A small boy washed up on a beach, his knees bent beneath him like a child in bed. But he is only cold flesh now, left behind by the waves.
When that photo appeared to the world this past week, the stories in the lectionary incongruously spoke of healing and hope. Hope and welcome for the stranger. Healing for the deaf, the diseased, and comfort for the fatherless and the widow. But that photo screamed out a story of drowned children, a lost mother and a father left with empty hands as the world watched. One story out of thousands, tens of thousands, but it was the one that caught our eyes last week.
On Sunday morning, we sat in our churches and together listened to our scriptures spoken aloud. Be strong, do not fear. Here is your God. We held our children close. We asked again what we can do.

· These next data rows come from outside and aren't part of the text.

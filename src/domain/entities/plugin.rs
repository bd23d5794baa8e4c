use std::collections::BTreeSet;
use std::fmt;
use std::sync::Arc;

use regex_lite::Regex;
use serde::{Deserialize, Serialize};

use crate::domain::traits::plugin::{CommandHandler, FailHook, Listener, PostHook, PreHook};

/// One entry of a prefix list
#[derive(Debug, Clone)]
pub enum PrefixEntry {
    Literal(String),
    Pattern(Regex),
}

/// Activation prefix declaration
#[derive(Debug, Clone)]
pub enum PrefixSpec {
    Pattern(Regex),
    List(Vec<PrefixEntry>),
    Literal(String),
}

impl PartialEq for PrefixEntry {
    fn eq(&self, other: &Self) -> bool {
        match (self, other) {
            (PrefixEntry::Literal(a), PrefixEntry::Literal(b)) => a == b,
            (PrefixEntry::Pattern(a), PrefixEntry::Pattern(b)) => a.as_str() == b.as_str(),
            _ => false,
        }
    }
}

impl PartialEq for PrefixSpec {
    fn eq(&self, other: &Self) -> bool {
        match (self, other) {
            (PrefixSpec::Pattern(a), PrefixSpec::Pattern(b)) => a.as_str() == b.as_str(),
            (PrefixSpec::List(a), PrefixSpec::List(b)) => a == b,
            (PrefixSpec::Literal(a), PrefixSpec::Literal(b)) => a == b,
            _ => false,
        }
    }
}

/// One entry of a command list
#[derive(Debug, Clone)]
pub enum CommandItem {
    Literal(String),
    Pattern(Regex),
}

/// How a plugin accepts a command token
#[derive(Debug, Clone)]
pub enum CommandMatcher {
    Pattern(Regex),
    List(Vec<CommandItem>),
    Literal(String),
}

impl CommandMatcher {
    /// Literal list, the common case for hand-built descriptors
    pub fn words<I, S>(words: I) -> Self
    where
        I: IntoIterator<Item = S>,
        S: Into<String>,
    {
        CommandMatcher::List(words.into_iter().map(|w| CommandItem::Literal(w.into())).collect())
    }
}

impl PartialEq for CommandItem {
    fn eq(&self, other: &Self) -> bool {
        match (self, other) {
            (CommandItem::Literal(a), CommandItem::Literal(b)) => a == b,
            (CommandItem::Pattern(a), CommandItem::Pattern(b)) => a.as_str() == b.as_str(),
            _ => false,
        }
    }
}

impl PartialEq for CommandMatcher {
    fn eq(&self, other: &Self) -> bool {
        match (self, other) {
            (CommandMatcher::Pattern(a), CommandMatcher::Pattern(b)) => a.as_str() == b.as_str(),
            (CommandMatcher::List(a), CommandMatcher::List(b)) => a == b,
            (CommandMatcher::Literal(a), CommandMatcher::Literal(b)) => a == b,
            _ => false,
        }
    }
}

/// Access requirements a plugin declares
#[derive(Debug, Clone, Copy, Default, PartialEq, Eq, Deserialize, Serialize)]
#[serde(default, rename_all = "kebab-case")]
pub struct PermissionRequirements {
    pub root_owner: bool,
    pub owner: bool,
    pub moderator: bool,
    pub premium: bool,
    pub group_only: bool,
    pub bot_admin: bool,
    pub admin: bool,
    pub private_only: bool,
    pub registration_required: bool,
}

/// What happens to a matched command while its chat is banned
#[derive(Debug, Clone, Copy, Default, PartialEq, Eq, Deserialize, Serialize)]
#[serde(rename_all = "kebab-case")]
pub enum BanPolicy {
    /// Runs regardless of chat or user bans
    Exempt,
    /// Dropped without a reply
    Silent,
    /// Dropped with a one-time chat-banned notice
    #[default]
    Notice,
}

/// Command plugins go through matching; listeners run on every message
#[derive(Clone)]
pub enum PluginKind {
    Command {
        /// `None` means the plugin is never reachable through a command
        matcher: Option<CommandMatcher>,
        handler: Arc<dyn CommandHandler>,
    },
    Listener {
        handler: Arc<dyn Listener>,
    },
}

impl PluginKind {
    pub fn is_command(&self) -> bool {
        matches!(self, PluginKind::Command { .. })
    }
}

/// Optional hooks around the primary handler
#[derive(Clone, Default)]
pub struct PluginHooks {
    pub listener: Option<Arc<dyn Listener>>,
    pub pre_hook: Option<Arc<dyn PreHook>>,
    pub post_hook: Option<Arc<dyn PostHook>>,
    pub fail_hook: Option<Arc<dyn FailHook>>,
}

/// A loaded plugin, identified by name
#[derive(Clone)]
pub struct PluginDescriptor {
    pub name: String,
    pub kind: PluginKind,
    pub tags: BTreeSet<String>,
    pub help: Vec<String>,
    pub disabled: bool,
    pub custom_prefix: Option<PrefixSpec>,
    pub permissions: PermissionRequirements,
    /// Experience award; the ledger default applies when absent
    pub exp: Option<i64>,
    /// Currency cost
    pub limit: i64,
    /// Minimum level
    pub level: i64,
    pub ban_policy: Option<BanPolicy>,
    /// Digest of the source this descriptor was built from
    pub source_hash: Option<String>,
    pub hooks: PluginHooks,
}

impl PluginDescriptor {
    fn with_kind(name: impl Into<String>, kind: PluginKind) -> Self {
        Self {
            name: name.into(),
            kind,
            tags: BTreeSet::new(),
            help: Vec::new(),
            disabled: false,
            custom_prefix: None,
            permissions: PermissionRequirements::default(),
            exp: None,
            limit: 0,
            level: 0,
            ban_policy: None,
            source_hash: None,
            hooks: PluginHooks::default(),
        }
    }

    pub fn command<H>(name: impl Into<String>, matcher: CommandMatcher, handler: H) -> Self
    where
        H: CommandHandler + 'static,
    {
        Self::with_kind(
            name,
            PluginKind::Command {
                matcher: Some(matcher),
                handler: Arc::new(handler),
            },
        )
    }

    pub fn listener<H>(name: impl Into<String>, handler: H) -> Self
    where
        H: Listener + 'static,
    {
        Self::with_kind(name, PluginKind::Listener { handler: Arc::new(handler) })
    }

    pub fn with_tag(mut self, tag: impl Into<String>) -> Self {
        self.tags.insert(tag.into());
        self
    }

    pub fn with_prefix(mut self, prefix: PrefixSpec) -> Self {
        self.custom_prefix = Some(prefix);
        self
    }

    pub fn with_permissions(mut self, permissions: PermissionRequirements) -> Self {
        self.permissions = permissions;
        self
    }

    pub fn with_exp(mut self, exp: i64) -> Self {
        self.exp = Some(exp);
        self
    }

    pub fn with_limit(mut self, limit: i64) -> Self {
        self.limit = limit;
        self
    }

    pub fn with_level(mut self, level: i64) -> Self {
        self.level = level;
        self
    }

    pub fn with_ban_policy(mut self, policy: BanPolicy) -> Self {
        self.ban_policy = Some(policy);
        self
    }

    pub fn with_hooks(mut self, hooks: PluginHooks) -> Self {
        self.hooks = hooks;
        self
    }

    pub fn disabled(mut self) -> Self {
        self.disabled = true;
        self
    }

    pub fn is_tagged(&self, tag: &str) -> bool {
        self.tags.contains(tag)
    }

    pub fn matcher(&self) -> Option<&CommandMatcher> {
        match &self.kind {
            PluginKind::Command { matcher, .. } => matcher.as_ref(),
            PluginKind::Listener { .. } => None,
        }
    }

    /// Compares everything a source declares, ignoring handler identity
    pub fn same_definition(&self, other: &PluginDescriptor) -> bool {
        self.name == other.name
            && self.kind.is_command() == other.kind.is_command()
            && self.matcher() == other.matcher()
            && self.tags == other.tags
            && self.help == other.help
            && self.disabled == other.disabled
            && self.custom_prefix == other.custom_prefix
            && self.permissions == other.permissions
            && self.exp == other.exp
            && self.limit == other.limit
            && self.level == other.level
            && self.ban_policy == other.ban_policy
            && self.source_hash == other.source_hash
    }
}

impl fmt::Debug for PluginDescriptor {
    fn fmt(&self, f: &mut fmt::Formatter<'_>) -> fmt::Result {
        f.debug_struct("PluginDescriptor")
            .field("name", &self.name)
            .field("command", &self.matcher())
            .field("listener", &!self.kind.is_command())
            .field("tags", &self.tags)
            .field("disabled", &self.disabled)
            .field("permissions", &self.permissions)
            .field("exp", &self.exp)
            .field("limit", &self.limit)
            .field("level", &self.level)
            .finish()
    }
}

And there are things to do. Despite all the brokenness of this wide world, we’re also close and connected. Just as images travel, so can money and gifts. Through our actions, the hungry can be fed and the stranger welcomed. There is hope in that. Yet still our actions can’t return life where it is lost. So our hearts stay broken by that photo.
I must say that this week, when my little Plum came to find me in the middle of the night, dragging his teddies and books about trains, I haven’t been diligent about turning him around and returning him to his room. Instead, I’ve let him climb into my bed and tucked him up close under the blankets beside me so that he’ll stay all night. I’ve wrapped my arms around him and snuffled my nose into his still-baby-soft skin, that sweet place where his yellow hair curls at the base of his neck. All this does nothing to heal the world, but it, too, is something I can do in the face of that photo.
This week, I want to read healing stories. I want the lectionary to be full to brimming with miracle stories and redemption. But it isn’t. Proverbs has Wisdom crying out in the street, and, in the Gospel, we hear the loud questions of Christ. Who do people say I am? Who do you say I am? These questions sound harsh in light of that photo.
Who do you say that I am?
Who is Christ when children’s bodies wash up on the shore? When people are treated like cargo, smuggled and abandoned, forced to flee and shut out, rejected so easily?
Becky Roushorne-Lau is right: seeing is hard. In Alan Kurdi’s small body, in all the children’s bodies and the mothers and fathers, all the faces of those who look only for space to live in peace, we also see the questioning face of Christ.
Who do you say that I am?
On the road to Caesarea Philippi, the disciples begin to offer answers – Elijah, John the Baptist, they suggest and then Peter declares him Messiah. But no one yet breathes the name of God. The road that leads to that revelation still stretches long ahead of them, and they, too, will know that seeing is hard.
It is interesting that this conversation happens on the road to Caesarea Philippi, which is a Roman town at the base of Mount Hermon. That’s the mountain mentioned in Psalm 133: How good and pleasant it is when kindred live in unity! It is like the precious oil on the head, running down upon the beard…it is like the dew on Hermon.
Caesarea Philippi is also close by the ancient Way of the Sea, sung of by Isaiah in the verses that precede his incarnational hymn: the people who walked in darkness have seen a great light; those who lived in the land of deep darkness, on them light has shined…
This is a place where questions have been asked before. This is a place where connections have been questioned and a new truth glimpsed.
Accidents of geography, perhaps, or ancient metaphors offered up by landscape. But I see in these small details the slow coming-into-focus that our scriptures graciously provides in the face of our own echoing questions.
… and he is named Wonderful Counsellor, Mighty God, Everlasting Father, Prince of Peace.